DATASET EXCERPTS Block Start

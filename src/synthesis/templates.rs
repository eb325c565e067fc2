use serde::{Deserialize, Serialize};
use std::fmt;

use crate::topic::{Polarity, Topic};

/// Prose skeleton of one article style.
#[derive(Debug)]
pub struct ArticleTemplate {
    pub intro: &'static str,
    pub conclusion: &'static str,
    pub call_to_action: &'static str,
}

#[derive(Debug, Clone, Copy, PartialEq, Eq, Serialize, Deserialize)]
#[serde(rename_all = "snake_case")]
pub enum TemplateKind {
    NewsRoundup,
    DeepDive,
    Analysis,
}

const NEWS_ROUNDUP: ArticleTemplate = ArticleTemplate {
    intro: "The world of {{primary_keyword}} continues to evolve at a rapid pace. In this article, we explore the latest developments and what they mean for the future.",
    conclusion: "As we've seen, the landscape of {{primary_keyword}} is constantly changing. Stay tuned as we continue to monitor these developments and their implications for the industry.",
    call_to_action: "What's your take on these recent developments in {{primary_keyword}}? Share your thoughts in the comments below!",
};

const DEEP_DIVE: ArticleTemplate = ArticleTemplate {
    intro: "{{primary_keyword}} is transforming how we think about technology and its role in society. Let's explore the nuances and implications of these recent developments.",
    conclusion: "The evolution of {{primary_keyword}} represents a significant shift in our technological landscape. By understanding these developments, we can better prepare for what lies ahead.",
    call_to_action: "How do you see {{primary_keyword}} affecting your industry or daily life? Join the conversation below!",
};

const ANALYSIS: ArticleTemplate = ArticleTemplate {
    intro: "Recent developments in {{primary_keyword}} have sparked important conversations about where technology is headed. In this analysis, we break down the key points and their significance.",
    conclusion: "While it's impossible to predict exactly how {{primary_keyword}} will evolve, the trends we're seeing suggest a fascinating path forward. The implications for technology, business, and society are profound.",
    call_to_action: "What aspects of {{primary_keyword}} are you most excited or concerned about? Let us know in the comments!",
};

pub const TITLE_FORMATS: [&str; 5] = [
    "{{primary_keyword}}: {{secondary_aspect}} Explained",
    "The Ultimate Guide to {{primary_keyword}} in {{current_year}}",
    "How {{primary_keyword}} is Changing {{related_industry}}",
    "{{number}} Ways {{primary_keyword}} is Revolutionizing Technology",
    "The Future of {{primary_keyword}}: Trends and Predictions",
];

pub const META_DESCRIPTION_FORMATS: [&str; 3] = [
    "Discover the latest developments in {{primary_keyword}} and how they're shaping the future of technology. Learn about {{secondary_aspect}} and more in our comprehensive analysis.",
    "Explore how {{primary_keyword}} is transforming {{related_industry}} with innovative approaches to {{secondary_aspect}}. Stay ahead with our expert insights.",
    "Looking to understand {{primary_keyword}}? Our analysis covers {{secondary_aspect}} and provides actionable insights for navigating this evolving landscape.",
];

pub const HEADING_PATTERNS: [&str; 6] = [
    "The Rise of {{primary_keyword}}",
    "Understanding {{secondary_aspect}}",
    "Key Developments in {{primary_keyword}}",
    "How {{primary_keyword}} Impacts {{related_industry}}",
    "Expert Opinions on {{primary_keyword}}",
    "The Future of {{secondary_aspect}}",
];

/// Numerals offered to list-style titles.
pub const TITLE_NUMBERS: [&str; 3] = ["5", "7", "10"];

impl TemplateKind {
    pub fn as_str(&self) -> &'static str {
        match self {
            TemplateKind::NewsRoundup => "news_roundup",
            TemplateKind::DeepDive => "deep_dive",
            TemplateKind::Analysis => "analysis",
        }
    }

    pub fn template(&self) -> &'static ArticleTemplate {
        match self {
            TemplateKind::NewsRoundup => &NEWS_ROUNDUP,
            TemplateKind::DeepDive => &DEEP_DIVE,
            TemplateKind::Analysis => &ANALYSIS,
        }
    }
}

impl fmt::Display for TemplateKind {
    fn fmt(&self, f: &mut fmt::Formatter<'_>) -> fmt::Result {
        f.write_str(self.as_str())
    }
}

/// Picks the article style from the topic's shape.
pub fn select_template(topic: &Topic) -> TemplateKind {
    if topic.member_count() >= 10 {
        TemplateKind::NewsRoundup
    } else if topic.sentiment.overall != Polarity::Neutral || topic.relevance_score > 0.7 {
        TemplateKind::Analysis
    } else {
        TemplateKind::DeepDive
    }
}

/// Values substituted into `{{placeholder}}` slots.
#[derive(Debug, Clone)]
pub struct Placeholders<'a> {
    pub primary_keyword: &'a str,
    pub secondary_aspect: &'a str,
    pub related_industry: &'a str,
    pub current_year: i32,
    pub number: &'a str,
}

impl Placeholders<'_> {
    pub fn fill(&self, template: &str) -> String {
        template
            .replace("{{primary_keyword}}", self.primary_keyword)
            .replace("{{secondary_aspect}}", self.secondary_aspect)
            .replace("{{related_industry}}", self.related_industry)
            .replace("{{current_year}}", &self.current_year.to_string())
            .replace("{{number}}", self.number)
    }
}

#[cfg(test)]
mod tests {
    use super::*;
    use crate::article::Article;
    use crate::topic::SentimentSummary;

    fn topic(members: usize, overall: Polarity, relevance_score: f64) -> Topic {
        let member_articles: Vec<Article> = (0..members)
            .map(|i| Article::new("t", format!("u{i}"), "s", ""))
            .collect();
        Topic {
            id: 0,
            article_count: member_articles.len(),
            member_articles,
            dominant_terms: Vec::new(),
            sentiment: SentimentSummary {
                overall,
                ..SentimentSummary::default()
            },
            relevance_score,
            suggested_title: String::new(),
            keywords: Vec::new(),
            summary: String::new(),
            undated_members: 0,
        }
    }

    #[test]
    fn test_select_template() {
        assert_eq!(
            select_template(&topic(10, Polarity::Neutral, 0.5)),
            TemplateKind::NewsRoundup
        );
        assert_eq!(
            select_template(&topic(4, Polarity::Negative, 0.5)),
            TemplateKind::Analysis
        );
        assert_eq!(
            select_template(&topic(4, Polarity::Neutral, 0.71)),
            TemplateKind::Analysis
        );
        assert_eq!(
            select_template(&topic(4, Polarity::Neutral, 0.7)),
            TemplateKind::DeepDive
        );
    }

    #[test]
    fn test_fill_placeholders() {
        let values = Placeholders {
            primary_keyword: "Edge AI",
            secondary_aspect: "latency",
            related_industry: "IoT",
            current_year: 2025,
            number: "7",
        };
        assert_eq!(
            values.fill(TITLE_FORMATS[1]),
            "The Ultimate Guide to Edge AI in 2025"
        );
        assert_eq!(
            values.fill(TITLE_FORMATS[3]),
            "7 Ways Edge AI is Revolutionizing Technology"
        );
        assert!(!values.fill(HEADING_PATTERNS[3]).contains("{{"));
    }

    #[test]
    fn test_template_kind_serializes_snake_case() {
        let json = serde_json::to_string(&TemplateKind::NewsRoundup).unwrap();
        assert_eq!(json, "\"news_roundup\"");
        assert_eq!(TemplateKind::DeepDive.to_string(), "deep_dive");
    }
}
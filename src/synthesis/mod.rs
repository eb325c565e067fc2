//! Turns a ranked topic into an SEO-oriented article draft.

mod classify;
mod sections;
mod seo;
mod templates;

pub use classify::{
    build_tags, classification_text, infer_industry, primary_keyword, secondary_aspects,
    select_category, MatchText, DEFAULT_INDUSTRY, FALLBACK_PRIMARY_KEYWORD,
};
pub use sections::{
    extractive_body, generic_body, partition_members, section_count, Section, SectionContext,
};
pub use seo::{
    generate_meta_description, generate_title, truncate_with_ellipsis, MAX_META_DESCRIPTION_CHARS,
    MAX_TITLE_CHARS,
};
pub use templates::{select_template, ArticleTemplate, Placeholders, TemplateKind};

use chrono::{DateTime, Datelike, Utc};
use rand::rngs::StdRng;
use rand::{Rng, SeedableRng};
use std::sync::Arc;
use std::time::Duration;
use tracing::{debug, warn};

use crate::config::SynthesisConfig;
use crate::llm::TextCompleter;
use crate::record::{ArticleRecord, SourceTopicRef};
use crate::topic::Topic;
use crate::TARGET_PIPELINE;

use sections::{write_section, DEFAULT_SECTION_ASPECT};
use templates::TITLE_NUMBERS;

/// Aspect placeholder for titles when a topic offers none.
const DEFAULT_TITLE_ASPECT: &str = "Latest Developments";

pub struct ArticleSynthesizer {
    completer: Arc<dyn TextCompleter>,
    config: SynthesisConfig,
}

impl ArticleSynthesizer {
    pub fn new(completer: Arc<dyn TextCompleter>, config: SynthesisConfig) -> Self {
        Self { completer, config }
    }

    /// Builds the article record for `topic`.
    ///
    /// Template choices are drawn from an RNG seeded with `seed` offset by the
    /// topic id, so a run is reproducible for a fixed seed. Language model
    /// failures only degrade individual sections.
    pub async fn synthesize(&self, topic: &Topic, seed: u64, now: DateTime<Utc>) -> ArticleRecord {
        let mut rng = StdRng::seed_from_u64(seed.wrapping_add(topic.id as u64));

        let template_kind = select_template(topic);
        let template = template_kind.template();
        let primary = primary_keyword(topic);
        let aspects = secondary_aspects(topic, &primary);
        let match_text = classification_text(topic);
        let industry = infer_industry(&match_text);
        let category = select_category(&match_text, &self.config.default_category);
        let number = TITLE_NUMBERS[rng.random_range(0..TITLE_NUMBERS.len())];

        let values = Placeholders {
            primary_keyword: &primary,
            secondary_aspect: aspects
                .first()
                .map(String::as_str)
                .unwrap_or(DEFAULT_SECTION_ASPECT),
            related_industry: industry,
            current_year: now.year(),
            number,
        };
        let title_values = Placeholders {
            secondary_aspect: aspects
                .first()
                .map(String::as_str)
                .unwrap_or(DEFAULT_TITLE_ASPECT),
            ..values.clone()
        };

        let title = generate_title(&topic.suggested_title, &title_values, &mut rng);
        let meta_description = generate_meta_description(&values, &mut rng);

        debug!(
            target: TARGET_PIPELINE,
            "Topic {}: template {}, primary keyword {:?}, industry {}, category {}",
            topic.id,
            template_kind,
            primary,
            industry,
            category
        );

        let ctx = SectionContext {
            completer: self.completer.as_ref(),
            primary_keyword: &primary,
            related_industry: industry,
            llm_timeout: Duration::from_secs(self.config.llm_timeout_secs),
            llm_max_tokens: self.config.llm_max_tokens,
            now,
        };
        let count = section_count(topic.member_count());
        let runs = partition_members(&topic.member_articles, count);
        let mut sections = Vec::with_capacity(count);
        let mut warnings = Vec::new();
        for (index, run) in runs.into_iter().enumerate() {
            let aspect = if aspects.is_empty() {
                DEFAULT_SECTION_ASPECT
            } else {
                aspects[index % aspects.len()].as_str()
            };
            let (section, warning) = write_section(&ctx, index, aspect, run).await;
            if let Some(warning) = warning {
                warn!(target: TARGET_PIPELINE, "Topic {}: {}", topic.id, warning);
                warnings.push(warning);
            }
            sections.push(section);
        }

        let content = assemble_content(template, &values, &sections);

        ArticleRecord {
            title,
            content,
            meta_description,
            keywords: build_tags(topic, industry),
            category,
            template_used: template_kind,
            source_topic: SourceTopicRef::from(topic),
            generated_at: now,
            sections: sections.iter().map(|s| s.provenance).collect(),
            warnings,
        }
    }
}

/// Intro paragraph, one `<h2>` block per section, the conclusion and the call to action.
pub fn assemble_content(
    template: &ArticleTemplate,
    values: &Placeholders<'_>,
    sections: &[Section],
) -> String {
    let mut content = format!("<p>{}</p>\n\n", values.fill(template.intro));
    for section in sections {
        content.push_str(&format!(
            "<h2>{}</h2>\n<p>{}</p>\n\n",
            section.heading, section.body
        ));
    }
    content.push_str(&format!(
        "<h2>Conclusion</h2>\n<p>{}</p>\n\n<p>{}</p>",
        values.fill(template.conclusion),
        values.fill(template.call_to_action)
    ));
    content
}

DATASET EXCERPTS Block End

Output the first line of the entries above and every line after it, exactly as written, ending with the line that contains "const NEWS_ROUNDUP: ArticleTemplate".

filename src/synthesis/templates.rs
repository eb325c565e067fc2
use serde::{Deserialize, Serialize};
use std::fmt;

use crate::topic::{Polarity, Topic};

/// Prose skeleton of one article style.
#[derive(Debug)]
pub struct ArticleTemplate {
    pub intro: &'static str,
    pub conclusion: &'static str,
    pub call_to_action: &'static str,
}

#[derive(Debug, Clone, Copy, PartialEq, Eq, Serialize, Deserialize)]
#[serde(rename_all = "snake_case")]
pub enum TemplateKind {
    NewsRoundup,
    DeepDive,
    Analysis,
}

const NEWS_ROUNDUP: ArticleTemplate = ArticleTemplate {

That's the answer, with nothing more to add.